Innovative Real-Time Mobility Analytics Will Be Crucial for Smart Cities
Author: Engineering Alumni Office
Posted on Apr 12, 2018
Category: Research Spotlight
Dr. Monica Wachowicz, professor and Cisco Systems Chair for Big Data at UNB, says that we can and should do a better job of extracting the value of Big Data in order to act on it and provide better user experiences, create more efficient systems, optimize effectiveness in cities and sectors, and even create more jobs.
As the Director of the People in Motion Lab within the Engineering Faculty at UNB, Dr. Wachowicz and her team of 24 researchers and students are combining the Internet of Things (IoT) with new analytics tools to enable smart cities to create new services, applications and even new business models. “The IoT generates data points, and we’re working on ways to quickly collect this data and analyze it for new insights,” explains Wachowicz. “We’re developing breakthrough algorithms for analyzing information to assist in everything from tourism to municipal planning to energy use to traffic jams. Mapping human mobility behaviour –through phones, cars, transit, fitness monitors, smart home systems and many other things – helps us understand and design smart cities of the future.”

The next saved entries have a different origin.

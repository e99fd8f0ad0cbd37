//! Structural reconciliation: derived relations over the whole registry.

use tracing::{debug, info, warn};

use super::report::StructuralReport;
use crate::graph::IdentityRegistry;
use crate::naming::InstanceId;
use crate::schema::{DerivedRule, RelationMapping, RelationSource, SchemaMapping};
use crate::value::Value;

/// Resolves every derived relation mapping.
///
/// A source instance that has no edge for the relation yet is linked to the
/// first target instance, by name, whose target attribute matches one of the
/// source attribute values.
pub(super) fn reconcile(mapping: &SchemaMapping, registry: &mut IdentityRegistry) -> StructuralReport {
    let mut report = StructuralReport::default();
    for (entity_type, entity) in mapping.entities() {
        for relation in &entity.relations {
            let RelationSource::Derived(rule) = &relation.source else {
                continue;
            };
            let key = format!("{entity_type}.{}", relation.relation);
            let (planned, unmatched) = plan(registry, entity_type, relation, rule);
            report.unmatched += unmatched;

            for (source, target) in planned {
                match registry.set_relation(source, &relation.relation, Some(target)) {
                    Ok(true) => *report.links.entry(key.clone()).or_insert(0) += 1,
                    Ok(false) => {}
                    Err(e) => {
                        warn!(source = %registry.name_of(source), relation = %key, error = %e, "Derived relation skipped");
                        report.issues.push(e);
                    }
                }
            }
            debug!(relation = %key, links = report.links.get(&key).copied().unwrap_or(0), "Derived relation resolved");
        }
    }
    info!(
        links = report.total_links(),
        unmatched = report.unmatched,
        issues = report.issues.len(),
        "Structural reconciliation finished"
    );
    report
}

fn texts(values: &[Value]) -> Vec<String> {
    values.iter().map(Value::to_key_string).collect()
}

/// Returns the `(source, target)` pairs to link and the number of sources
/// that had values but no match.
fn plan(
    registry: &IdentityRegistry,
    entity_type: &str,
    relation: &RelationMapping,
    rule: &DerivedRule,
) -> (Vec<(InstanceId, InstanceId)>, usize) {
    let targets: Vec<(InstanceId, Vec<String>)> = registry
        .instances_of(&relation.target_type)
        .into_iter()
        .map(|t| (t.id(), texts(t.attribute_values(&rule.target_attribute))))
        .collect();

    let mut planned = Vec::new();
    let mut unmatched = 0;
    for source in registry.instances_of(entity_type) {
        if source.has_relation(&relation.relation) {
            continue;
        }
        let values = texts(source.attribute_values(&rule.source_attribute));
        if values.is_empty() {
            continue;
        }
        let hit = targets.iter().find(|(id, target_values)| {
            *id != source.id()
                && target_values
                    .iter()
                    .any(|tv| values.iter().any(|sv| rule.matching.matches(sv, tv)))
        });
        match hit {
            Some((target, _)) => planned.push((source.id(), *target)),
            None => unmatched += 1,
        }
    }
    (planned, unmatched)
}

#[cfg(test)]
mod tests {
    use std::sync::Arc;

    use super::*;
    use crate::schema::{EntityType, MatchMode, RelationDefinition, Schema};
    use crate::value::ValueKind;

    fn registry() -> IdentityRegistry {
        let schema = Schema::builder()
            .entity_type(
                EntityType::new("Equipment")
                    .attribute("equipmentName", ValueKind::String)
                    .relation(RelationDefinition::new("memberOfClass", "EquipmentClass")),
            )
            .entity_type(EntityType::new("EquipmentClass").attribute("equipmentClassId", ValueKind::String))
            .build()
            .unwrap();
        IdentityRegistry::new(Arc::new(schema))
    }

    fn mapping(matching: MatchMode) -> SchemaMapping {
        SchemaMapping::new().relation(
            "Equipment",
            RelationMapping::derived(
                "memberOfClass",
                "EquipmentClass",
                DerivedRule {
                    source_attribute: "equipmentName".to_string(),
                    target_attribute: "equipmentClassId".to_string(),
                    matching,
                },
            ),
        )
    }

    fn named(reg: &mut IdentityRegistry, entity_type: &str, base: &str, attribute: &str, value: &str) -> InstanceId {
        let id = reg.get_or_create(entity_type, base, &[]).unwrap();
        reg.set_attribute(id, attribute, Some(Value::from(value))).unwrap();
        id
    }

    #[test]
    fn test_contains_rule_links_by_parsed_name() {
        let mut reg = registry();
        let eq = named(&mut reg, "Equipment", "101", "equipmentName", "L1_CasePacker2");
        let orphan = named(&mut reg, "Equipment", "102", "equipmentName", "L1_Mystery");
        let packer = named(&mut reg, "EquipmentClass", "CasePacker", "equipmentClassId", "CasePacker");
        named(&mut reg, "EquipmentClass", "Filler", "equipmentClassId", "Filler");

        let report = reconcile(&mapping(MatchMode::Contains), &mut reg);
        assert_eq!(report.links.get("Equipment.memberOfClass"), Some(&1));
        assert_eq!(report.unmatched, 1);
        assert_eq!(reg.get(eq).unwrap().related("memberOfClass"), Some(packer));
        assert!(!reg.get(orphan).unwrap().has_relation("memberOfClass"));

        let again = reconcile(&mapping(MatchMode::Contains), &mut reg);
        assert_eq!(again.total_links(), 0);
    }

    #[test]
    fn test_case_insensitive_rule() {
        let mut reg = registry();
        let eq = named(&mut reg, "Equipment", "101", "equipmentName", "filler");
        let filler = named(&mut reg, "EquipmentClass", "Filler", "equipmentClassId", "Filler");

        assert_eq!(reconcile(&mapping(MatchMode::Exact), &mut reg).total_links(), 0);
        assert_eq!(reconcile(&mapping(MatchMode::CaseInsensitive), &mut reg).total_links(), 1);
        assert_eq!(reg.get(eq).unwrap().related("memberOfClass"), Some(filler));
    }

    #[test]
    fn test_first_target_by_name_wins() {
        let mut reg = registry();
        let eq = named(&mut reg, "Equipment", "101", "equipmentName", "CaseFormer_CasePacker");
        let former = named(&mut reg, "EquipmentClass", "CaseFormer", "equipmentClassId", "CaseFormer");
        named(&mut reg, "EquipmentClass", "CasePacker", "equipmentClassId", "CasePacker");

        reconcile(&mapping(MatchMode::Contains), &mut reg);
        assert_eq!(reg.get(eq).unwrap().related("memberOfClass"), Some(former));
    }
}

As an example, she and her students have been working with the City of Saint John to create smart city applications using a real-time recommender system that can enhance the tourism experience for a first-time visitor to the city. The pilot project outcomes are showing ways to improve and strengthen the tourism sector in Saint John and New Brunswick as a whole.

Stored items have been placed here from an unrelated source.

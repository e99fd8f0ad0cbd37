use std::sync::Arc;

use plantgraph::temporal::FailureCategory;
use plantgraph::{manufacturing, MatchStrategy, Pipeline, PopulationConfig, Row, RunOutcome};

fn row(index: usize, line: &str, equipment: Option<&str>, start: &str, end: &str) -> Row {
    let row = Row::new(index)
        .with("PLANT", "P1")
        .with("GH_FOCUSFACTORY", "Beverage")
        .with("PHYSICAL_AREA", "Hall 2")
        .with("LINE_NAME", line)
        .with("START_TIME_UTC", &format!("2024-03-01 {start}:00"))
        .with("END_TIME_UTC", &format!("2024-03-01 {end}:00"));
    match equipment {
        Some(id) => row
            .with("EQUIPMENT_TYPE", "Equipment")
            .with("EQUIPMENT_ID", id)
            .with("EQUIPMENT_NAME", &format!("{line}_Filler")),
        None => row.with("EQUIPMENT_TYPE", "Line"),
    }
}

fn rows() -> Vec<Row> {
    vec![
        row(0, "L1", None, "08:00", "10:00"),
        row(1, "L1", Some("E1"), "09:00", "09:30"),
        row(2, "L1", Some("E2"), "07:30", "08:40"),
        row(3, "L1", Some("E3"), "09:50", "11:00"),
        row(4, "L1", Some("E4"), "06:00", "07:57"),
        row(5, "L1", Some("E5"), "13:00", "13:30"),
        row(6, "L2", Some("E6"), "09:00", "09:10"),
    ]
}

fn run(config: PopulationConfig) -> RunOutcome {
    Pipeline::new(Arc::new(manufacturing::schema().unwrap()), manufacturing::mapping(), config)
        .unwrap()
        .run(&rows())
}

#[test]
fn strategies_are_tried_in_order() {
    let outcome = run(PopulationConfig::default());
    let report = &outcome.linking;

    assert_eq!(report.line_events, 1);
    assert_eq!(report.equipment_events, 6);
    assert_eq!(report.links_created, 4);
    assert_eq!(report.matched_by(MatchStrategy::StrictContainment), 1);
    assert_eq!(report.matched_by(MatchStrategy::SignificantOverlap), 1);
    assert_eq!(report.matched_by(MatchStrategy::StartContainment), 1);
    assert_eq!(report.matched_by(MatchStrategy::EndContainment), 1);
    assert_eq!(report.matched_by(MatchStrategy::Proximity), 0);
    assert!((report.success_rate() - 4.0 / 6.0).abs() < 1e-9);

    let registry = &outcome.registry;
    let line_event = outcome.population.event_contexts[0].event;
    assert_eq!(registry.relation_targets(line_event, "hasDetailedEquipmentEvent").len(), 4);
}

#[test]
fn unmatched_events_are_categorized() {
    let outcome = run(PopulationConfig::default());
    let report = &outcome.linking;

    let counts = report.category_counts();
    assert_eq!(counts.get(&FailureCategory::GapTooLarge), Some(&1));
    assert_eq!(counts.get(&FailureCategory::NoCandidates), Some(&1));

    let far = report
        .failures
        .iter()
        .find(|f| f.category == FailureCategory::GapTooLarge)
        .unwrap();
    assert_eq!(far.row, 5);
    assert_eq!(far.gap_seconds, Some(3 * 3600));
    assert_eq!(far.nearest.as_deref(), Some("EventRecord_ProductionLine_L1_20240301T080000"));

    let lonely = report
        .failures
        .iter()
        .find(|f| f.category == FailureCategory::NoCandidates)
        .unwrap();
    assert_eq!(lonely.resource, "Equipment_E6");
    assert!(lonely.nearest.is_none());

    assert_eq!(report.near_miss.count, 1);
    assert_eq!(report.near_miss.within_double_buffer, 0);
}

#[test]
fn zero_buffer_from_config_tightens_matching() {
    let config = PopulationConfig::from_json_str(r#"{"linker": {"buffer_minutes": 0}}"#).unwrap();
    let outcome = run(config);
    let report = &outcome.linking;

    assert_eq!(report.links_created, 3);
    assert_eq!(report.matched_by(MatchStrategy::EndContainment), 0);
    let near = report.failures.iter().find(|f| f.row == 4).unwrap();
    assert_eq!(near.category, FailureCategory::GapTooLarge);
    assert_eq!(near.gap_seconds, Some(180));
}

#[test]
fn relinking_is_stable() {
    let outcome = run(PopulationConfig::default());
    let mut registry = outcome.registry.clone();
    let before = registry.snapshot();

    let again = plantgraph::TemporalLinker::new(Default::default())
        .link(&mut registry, &outcome.population.event_contexts);
    assert_eq!(again.links_created, outcome.linking.links_created);
    assert_eq!(registry.snapshot(), before);
}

Wachowicz’s research, which is supported by NSERC, Cisco Systems, NBIF, ACOA, SSHRC, and Horizon2020, has been a major step toward developing autonomous analytical workflows and implementing the next generation of edge/fog/cloud computing for improving predictive models. The People in Motion Lab also plays an important role in helping students develop problem-solving, critical thinking and creativity skills that relate to the understanding and application of Big Data. Dr. Wachowicz’s undergraduate and graduate students learn to explore, clean, refine, analyze and visualize geospatial, streaming unstructured and structured types of Big Data, learning hands-on analytical and visualization tools. “Currently there are 9000 data scientist/engineer positions that need to be filled in Canada alone – there are over 20,000 in the United States. Companies are looking for talent and we are creating a critical mass of it here.” Wachowicz says. “The lab is unique in that students come from all disciplines – computer science, engineering, statistics, physics – and cluster their work to collaborate and learn from one another. They become highly skilled problem solvers.”
But Wachowicz believes that it’s not only students who should collaborate, but citizens and governments too. “There is so much economic potential that lies within data; it really is the new oil in terms of resource potential. Municipalities and governments need to be thinking not only about the data that they have today, but the new types of data that they will be collecting using the IoT. By 2025, we are going to have over 50 billion smart connected devices that will be collecting the digital footprints of our cities. If governments genuinely want to use data to support sound and actionable decisions they need to have an ecosystem in place. They need to open up more data for citizens, researchers and businesses to engage with and provide solutions and opportunities.”